An analysis method was established by UPLC fingerprint and then applied to simultaneous determination of multiple compounds in Gardeniae Fructus from different areas in China. Samples were separated on a Waters Acquity UPLC BEH C18( 2. 1 mm×50 mm,1. 7 μm) column with 0. 1% formic acid-water and acetonitrile solution as gradient mobile phase at a flow rate of 0. 4 m L·min-1 at various wavelengths. The similarity of samples was over 0. 95 with ″Similarity Evaluation System for Chromatographic Fingerprint of Traditional Chinese Medicine( 2012 edition) ″. The UPLC common fingerprints for 32 batches were established with 19 common peaks identified.
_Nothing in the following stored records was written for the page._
// Copyright (C) 2024, Cloudflare, Inc.
// All rights reserved.
//
// Redistribution and use in source and binary forms, with or without
// modification, are permitted provided that the following conditions are
// met:
//
//     * Redistributions of source code must retain the above copyright notice,
//       this list of conditions and the following disclaimer.
//
//     * Redistributions in binary form must reproduce the above copyright
//       notice, this list of conditions and the following disclaimer in the
//       documentation and/or other materials provided with the distribution.
//
// THIS SOFTWARE IS PROVIDED BY THE COPYRIGHT HOLDERS AND CONTRIBUTORS "AS
// IS" AND ANY EXPRESS OR IMPLIED WARRANTIES, INCLUDING, BUT NOT LIMITED TO,
// THE IMPLIED WARRANTIES OF MERCHANTABILITY AND FITNESS FOR A PARTICULAR
// PURPOSE ARE DISCLAIMED. IN NO EVENT SHALL THE COPYRIGHT HOLDER OR
// CONTRIBUTORS BE LIABLE FOR ANY DIRECT, INDIRECT, INCIDENTAL, SPECIAL,
// EXEMPLARY, OR CONSEQUENTIAL DAMAGES (INCLUDING, BUT NOT LIMITED TO,
// PROCUREMENT OF SUBSTITUTE GOODS OR SERVICES; LOSS OF USE, DATA, OR
// PROFITS; OR BUSINESS INTERRUPTION) HOWEVER CAUSED AND ON ANY THEORY OF
// LIABILITY, WHETHER IN CONTRACT, STRICT LIABILITY, OR TORT (INCLUDING
// NEGLIGENCE OR OTHERWISE) ARISING IN ANY WAY OUT OF THE USE OF THIS
// SOFTWARE, EVEN IF ADVISED OF THE POSSIBILITY OF SUCH DAMAGE.

//! The validation scenario table and its pass/fail checks.
//!
//! Scenario ids and expectations follow the classic ns-2 adaptive RED test
//! suite; the queue-related subset is reproduced here. Each run gets a
//! fresh queue, drives it through the simulated topology, and is evaluated
//! against the counters its configuration must produce. A failing check is
//! a regression signal, not a recoverable condition.

use std::fs::File;
use std::io;
use std::io::BufWriter;
use std::io::Write;
use std::path::Path;
use std::time::Duration;

use ared::AqmQueue;
use ared::Error;
use ared::Stats;

use crate::sim::Sim;
use crate::sim::SimOutput;

/// The scenario ids the harness supports.
pub const SUPPORTED_SCENARIOS: &[u32] = &[2, 4, 10, 11, 12, 14];

/// One entry of the validation table.
///
/// Read-only once a run begins.
#[derive(Clone, Copy, Debug)]
pub struct ScenarioConfig {
    pub id: u32,

    pub name: &'static str,

    /// Bottleneck link rate, in bits per second.
    pub bottleneck_rate: u64,

    pub bottleneck_delay: Duration,

    /// Access link rate shared by both sources, in bits per second.
    pub access_rate: u64,

    /// One-way access propagation per source.
    pub access_delay: [Duration; 2],

    /// One-way sink-side propagation per source.
    pub egress_delay: [Duration; 2],

    /// Queue capacity, in packets.
    pub capacity: usize,

    pub mean_pkt_size: usize,

    /// Initial mark probability is `1 / l_interm`.
    pub l_interm: f64,

    pub use_ecn: bool,

    pub hard_drop: bool,

    pub target_delay: Option<Duration>,

    /// Whether the buffer is small enough that tail drops must occur.
    pub expect_queue_full: bool,

    pub seed: u64,
}

/// Resolves a scenario id.
///
/// An unsupported id is a hard configuration error.
pub fn lookup(id: u32) -> ared::Result<ScenarioConfig> {
    let base = ScenarioConfig {
        id,

        name: "",

        bottleneck_rate: 1_500_000,

        bottleneck_delay: Duration::from_millis(20),

        access_rate: 10_000_000,

        access_delay: [Duration::from_millis(2), Duration::from_millis(3)],

        egress_delay: [Duration::from_millis(4), Duration::from_millis(5)],

        capacity: 25,

        mean_pkt_size: 1000,

        l_interm: 10.0,

        use_ecn: false,

        hard_drop: true,

        target_delay: None,

        expect_queue_full: true,

        seed: u64::from(id),
    };

    let fastlink = ScenarioConfig {
        bottleneck_rate: 15_000_000,

        access_rate: 100_000_000,

        capacity: 1000,

        expect_queue_full: false,

        ..base
    };

    match id {
        // Small buffer on a slow bottleneck: both early and tail drops.
        2 => Ok(ScenarioConfig {
            name: "red1Adapt",
            ..base
        }),

        4 => Ok(ScenarioConfig {
            name: "red1AdaptEcn",
            use_ecn: true,
            ..base
        }),

        // Large buffer on a fast bottleneck: early action only, the buffer
        // must never fill.
        10 => Ok(ScenarioConfig {
            name: "fastlinkAllAdapt",
            ..fastlink
        }),

        11 => Ok(ScenarioConfig {
            name: "fastlinkAllAdaptEcn",
            use_ecn: true,
            hard_drop: false,
            ..fastlink
        }),

        12 => Ok(ScenarioConfig {
            name: "fastlinkAllAdapt1",
            target_delay: Some(Duration::from_millis(200)),
            ..fastlink
        }),

        // Long-delay slow bottleneck with a mid-sized buffer.
        14 => Ok(ScenarioConfig {
            name: "longlinkAdapt",
            bottleneck_delay: Duration::from_millis(100),
            access_delay: [Duration::ZERO, Duration::from_millis(1)],
            egress_delay: [
                Duration::from_millis(2),
                Duration::from_millis(3),
            ],
            capacity: 100,
            expect_queue_full: false,
            ..base
        }),

        id => Err(Error::UnknownScenario(id)),
    }
}

/// What one evaluated scenario run produced.
pub struct Report {
    pub stats: Stats,

    pub offered: u64,

    pub final_qlen: usize,

    pub qlen_series: Vec<(f64, u64)>,

    pub drop_series: Vec<(f64, u64)>,

    pub mark_series: Vec<(f64, u64)>,

    pub cwnd_series: Vec<(f64, u64, u64)>,
}

/// Runs one scenario to completion and evaluates its invariants.
///
/// The queue, estimator, decider and controller are built fresh for the
/// run; nothing survives into the next scenario.
pub fn run(
    cfg: &ScenarioConfig, adjust_interval: Duration,
) -> ared::Result<Report> {
    debug!("scenario {} ({}): configuring", cfg.id, cfg.name);

    let mut config = ared::Config::new();

    config.set_capacity(cfg.capacity);
    config.set_link_rate(cfg.bottleneck_rate)?;
    config.set_mean_pkt_size(cfg.mean_pkt_size)?;
    config.set_l_interm(cfg.l_interm)?;
    config.set_adaptive(true);
    config.set_adjust_interval(adjust_interval);
    config.set_use_ecn(cfg.use_ecn);
    config.set_hard_drop(cfg.hard_drop);
    config.set_target_delay(cfg.target_delay);
    config.set_seed(cfg.seed);

    let queue = AqmQueue::new(&config)?;

    debug!("scenario {} ({}): running", cfg.id, cfg.name);

    // The sim covers both the active phase and the drain tail; sources stop
    // well before the sink does.
    let output = Sim::new(queue, cfg, adjust_interval).run();

    debug!("scenario {} ({}): evaluating", cfg.id, cfg.name);

    evaluate(cfg, &output)?;

    info!(
        "scenario {} ({}): pass, {:?}",
        cfg.id, cfg.name, output.stats
    );

    Ok(Report {
        stats: output.stats,
        offered: output.offered,
        final_qlen: output.final_qlen,
        qlen_series: output.qlen_series,
        drop_series: output.drop_series,
        mark_series: output.mark_series,
        cwnd_series: output.cwnd_series,
    })
}

fn violation(check: &str, out: &SimOutput) -> Error {
    Error::InvariantViolation(format!(
        "{check}; offered={} final_qlen={} counters={:?}",
        out.offered, out.final_qlen, out.stats
    ))
}

fn evaluate(cfg: &ScenarioConfig, out: &SimOutput) -> ared::Result<()> {
    let st = &out.stats;

    if st.unforced_drop + st.unforced_mark == 0 {
        return Err(violation(
            "expected some unforced drops or marks, observed none",
            out,
        ));
    }

    if cfg.expect_queue_full && st.queue_full_drop == 0 {
        return Err(violation(
            "expected some drops due to queue full, observed none",
            out,
        ));
    }

    if !cfg.expect_queue_full && st.queue_full_drop != 0 {
        return Err(violation(
            "expected zero drops due to queue full",
            out,
        ));
    }

    if cfg.use_ecn && st.unforced_mark == 0 {
        return Err(violation(
            "expected some unforced marks with ECN enabled",
            out,
        ));
    }

    if cfg.use_ecn && !cfg.hard_drop && st.forced_drop != 0 {
        return Err(violation(
            "expected zero forced drops with ECN and no hard drop",
            out,
        ));
    }

    // Every offered packet is either rejected or accepted, and every
    // accepted packet either left the queue or is still in it.
    let rejected = st.queue_full_drop + st.unforced_drop + st.forced_drop;

    if st.rx_packets + rejected != out.offered {
        return Err(violation("offered packets are not all accounted for", out));
    }

    if st.rx_packets != st.tx_packets + out.final_qlen as u64 {
        return Err(violation("accepted packets are not all accounted for", out));
    }

    Ok(())
}

fn write_points(path: &Path, points: &[(f64, u64)]) -> io::Result<()> {
    let mut out = BufWriter::new(File::create(path)?);

    for (t, v) in points {
        writeln!(out, "{t:.3} {v}")?;
    }

    out.flush()
}

/// Writes the run's series as gnuplot data under `dir`, one file per
/// series, rows in increasing time order.
pub fn write_series(report: &Report, dir: &Path) -> io::Result<()> {
    std::fs::create_dir_all(dir)?;

    write_points(&dir.join("ared-qlen.plotme"), &report.qlen_series)?;
    write_points(
        &dir.join("ared-proactive-drops.plotme"),
        &report.drop_series,
    )?;
    write_points(
        &dir.join("ared-proactive-marks.plotme"),
        &report.mark_series,
    )?;

    let mut out =
        BufWriter::new(File::create(dir.join("ared-cwnd.plotme"))?);

    for (t, old, new) in &report.cwnd_series {
        writeln!(out, "{t:.3} {old} {new}")?;
    }

    out.flush()
}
The samples were divided into 3 groups analyzed by HCA and PCA. Five components were identified as the main compositions which caused the differences of chemical constituents in the samples from different areas with partial least squares discriminant analysis( PLS-DA). The content of the total components in each area was Zhejiang > Fujian > Jiangxi > Sichuan. This method was accurate and viable,could be used to evaluate the quality of Gardeniae Fructus.